A hypothetical protein Y032_0004g2073 found in Ancylostoma ceylanicum (Eukaryota; Metazoa; Ecdysozoa; Nematoda; Chromadorea; Rhabditida) was also identified in line 7 of

Oscheius sp. TEL-2014

Fig. 28 Trehalase (EC: is recognized as an enzyme that recycles trehalose to glucose. Trehalose is a biological trademark of heat-shock response in yeast and thus and protects it against a variety of stresses.

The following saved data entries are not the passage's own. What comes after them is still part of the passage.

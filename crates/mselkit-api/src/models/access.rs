// ── Invitation / application / permission wire models ──

use chrono::{DateTime, Utc};
use serde::{Deserialize, Serialize};
use uuid::Uuid;

/// A join link scoped to an MSEL, optionally restricted by email domain.
#[derive(Debug, Clone, Serialize, Deserialize)]
#[serde(rename_all = "camelCase")]
pub struct Invitation {
    pub id: Uuid,
    pub msel_id: Uuid,
    #[serde(default)]
    pub team_id: Option<Uuid>,
    /// Only addresses under this domain may redeem the invitation.
    #[serde(default)]
    pub email_domain: Option<String>,
    #[serde(default)]
    pub expiration_date_time: Option<DateTime<Utc>>,
    #[serde(default)]
    pub max_users_allowed: i32,
    #[serde(default)]
    pub user_count: i32,
    #[serde(default)]
    pub was_deactivated: bool,
}

#[derive(Debug, Clone, Serialize, Deserialize)]
#[serde(rename_all = "camelCase")]
pub struct CreateInvitationRequest {
    pub msel_id: Uuid,
    #[serde(skip_serializing_if = "Option::is_none")]
    pub team_id: Option<Uuid>,
    #[serde(skip_serializing_if = "Option::is_none")]
    pub email_domain: Option<String>,
    #[serde(skip_serializing_if = "Option::is_none")]
    pub expiration_date_time: Option<DateTime<Utc>>,
    #[serde(default)]
    pub max_users_allowed: i32,
}

#[derive(Debug, Clone, Default, Serialize, Deserialize)]
#[serde(rename_all = "camelCase")]
pub struct UpdateInvitationRequest {
    #[serde(skip_serializing_if = "Option::is_none")]
    pub team_id: Option<Uuid>,
    #[serde(skip_serializing_if = "Option::is_none")]
    pub email_domain: Option<String>,
    #[serde(skip_serializing_if = "Option::is_none")]
    pub expiration_date_time: Option<DateTime<Utc>>,
    #[serde(skip_serializing_if = "Option::is_none")]
    pub max_users_allowed: Option<i32>,
    #[serde(skip_serializing_if = "Option::is_none")]
    pub was_deactivated: Option<bool>,
}

/// An external participant application embedded alongside the MSEL.
#[derive(Debug, Clone, Serialize, Deserialize)]
#[serde(rename_all = "camelCase")]
pub struct PlayerApplication {
    pub id: Uuid,
    pub msel_id: Uuid,
    pub name: String,
    #[serde(default)]
    pub url: Option<String>,
    #[serde(default)]
    pub icon: Option<String>,
    #[serde(default)]
    pub embeddable: bool,
}

#[derive(Debug, Clone, Serialize, Deserialize)]
#[serde(rename_all = "camelCase")]
pub struct CreatePlayerApplicationRequest {
    pub msel_id: Uuid,
    pub name: String,
    #[serde(skip_serializing_if = "Option::is_none")]
    pub url: Option<String>,
    #[serde(skip_serializing_if = "Option::is_none")]
    pub icon: Option<String>,
    #[serde(default)]
    pub embeddable: bool,
}

/// A named capability grantable to users.
#[derive(Debug, Clone, Serialize, Deserialize)]
#[serde(rename_all = "camelCase")]
pub struct Permission {
    pub id: Uuid,
    pub name: String,
    #[serde(default)]
    pub description: Option<String>,
}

The eLRR (extracellular Leucine-Rich Repeat) isolated from Caenorhabditis elegans was identified and found in line 7 of Oscheius sp. TEL-2014

Fig. 29 Leucine rich repeat domains are often seen to have a function in stabilisation protein structures

A hypothetical protein CAEBREN_28360 found in Caenorhabditis brenneri genome was also identified. This protein may be further hypothesised to be involved in nematodes chemotaxis and behaviour.

Fig. 30 Neurotransmitter-gated ion-channel ligand binding domain in line 7 of Oscheius sp. TEL-2014. It has been reported that members of the LIC family of ionotropic neurotransmitter receptors are found only in vertebrate and invertebrate animals.